Shrink Rap: The Illusion of Intimacy: Identity, Continuity and Change
Lately, I've been contemplating intimate relationships, especially the
transition that occurs over time, whether by volition and/or attrition. And
invariably questions arise concerning autonomy and dependency, reality or
illusion along with the security of constancy and the risk of change.
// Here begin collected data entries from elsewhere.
use serde::{Deserialize, Serialize};
use strum_macros::{Display, EnumString};
use utoipa::ToSchema;

#[derive(Debug, Copy, Clone, Eq, PartialEq, Serialize, Deserialize, ToSchema, Display, EnumString)]
#[serde(rename_all = "SCREAMING_SNAKE_CASE")]
#[strum(serialize_all = "SCREAMING_SNAKE_CASE", ascii_case_insensitive)]
pub enum ProjectStatus {
    Planning,
    InProgress,
    OnHold,
    Completed,
    Cancelled,
}

#[derive(Debug, Clone, Serialize, Deserialize, ToSchema)]
#[serde(rename_all = "camelCase")]
pub struct Project {
    #[schema(example = "p-sgtps")]
    pub id: String,
    #[schema(example = "SGTPS Fire Tender Operation")]
    pub name: String,
    #[serde(default)]
    pub order_no: String,
    #[serde(default)]
    pub el1_no: String,
    #[serde(default)]
    pub project_code: String,
    #[serde(default)]
    pub starting_date: String,
    #[serde(default)]
    pub tentative_ending_date: String,
    pub status: ProjectStatus,
    pub org_id: String,
    #[serde(default)]
    pub org_name: String,
    #[serde(default)]
    pub created_by: String,
    #[serde(default)]
    pub created_at: String,
    #[serde(default)]
    pub team_members: Vec<String>,
    #[serde(default)]
    pub task_count: u32,
}

#[derive(Debug, Clone, Serialize, Deserialize, ToSchema)]
#[serde(rename_all = "camelCase")]
pub struct CreateProject {
    pub name: String,
    pub order_no: String,
    pub el1_no: String,
    pub project_code: Option<String>,
    #[schema(example = "2024-11-07")]
    pub starting_date: String,
    #[schema(example = "2025-11-06")]
    pub tentative_ending_date: String,
    pub initial_team_members: Option<Vec<String>>,
}
use actix_web::{HttpResponse, ResponseError, http::StatusCode};
use serde_json::json;
use thiserror::Error;

use crate::backend::BackendError;
use crate::model::sheet::MonthKey;
use crate::sheet::attendance::DayOutOfRange;
use crate::sheet::date_range::DateParseError;
use crate::sheet::payment::InvalidAmount;

#[derive(Debug, Error)]
pub enum AppError {
    #[error("No organization selected")]
    NoOrganization,

    #[error("No attendance sheet for project {project_id} in {month}")]
    SheetNotFound { project_id: String, month: MonthKey },

    #[error("Sheet {month} of project {project_id} is not open in this session, load it first")]
    SheetNotLoaded { project_id: String, month: MonthKey },

    #[error("Worker {0} not found")]
    WorkerNotFound(String),

    #[error("Worker {0} is already on this sheet")]
    WorkerAlreadyOnSheet(String),

    #[error("{0}")]
    BadRequest(String),

    #[error("Sheet has malformed dates: {0}")]
    MalformedSheet(#[from] DateParseError),

    #[error(transparent)]
    Backend(#[from] BackendError),
}

impl From<DayOutOfRange> for AppError {
    fn from(e: DayOutOfRange) -> Self {
        AppError::BadRequest(e.to_string())
    }
}

impl From<InvalidAmount> for AppError {
    fn from(e: InvalidAmount) -> Self {
        AppError::BadRequest(e.to_string())
    }
}

impl ResponseError for AppError {
    fn status_code(&self) -> StatusCode {
        match self {
            AppError::NoOrganization | AppError::BadRequest(_) => StatusCode::BAD_REQUEST,
            AppError::SheetNotFound { .. } | AppError::WorkerNotFound(_) => StatusCode::NOT_FOUND,
            AppError::SheetNotLoaded { .. } | AppError::WorkerAlreadyOnSheet(_) => {
                StatusCode::CONFLICT
            }
            AppError::MalformedSheet(_) => StatusCode::BAD_GATEWAY,
            AppError::Backend(e) => e.status_code(),
        }
    }

    fn error_response(&self) -> HttpResponse {
        HttpResponse::build(self.status_code()).json(json!({
            "error": self.to_string()
        }))
    }
}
Hmm, or is
it the risk of constancy and the security of change? Then add the gnawing
generated by a self-imposed, potentially creative quandary and a challenging
Muse. Well I finally ventured forth, not without trepidation, into the lyrical
lion's den. (Wheres Russel Crowe when you need him?)
So heres an overdue tribute to a longtime partner that also grapples with
complementary personal conflicts at the commitment crossroads:
a) the fear of entropy or "death fear" pioneering
Psychoanalyst, Otto Ranks fear of being consumed, controlled or overtaken by
another and
b) the fear of exploration or "life fear" the fear of being
overwhelmed or disoriented by emptiness, isolation and alienation.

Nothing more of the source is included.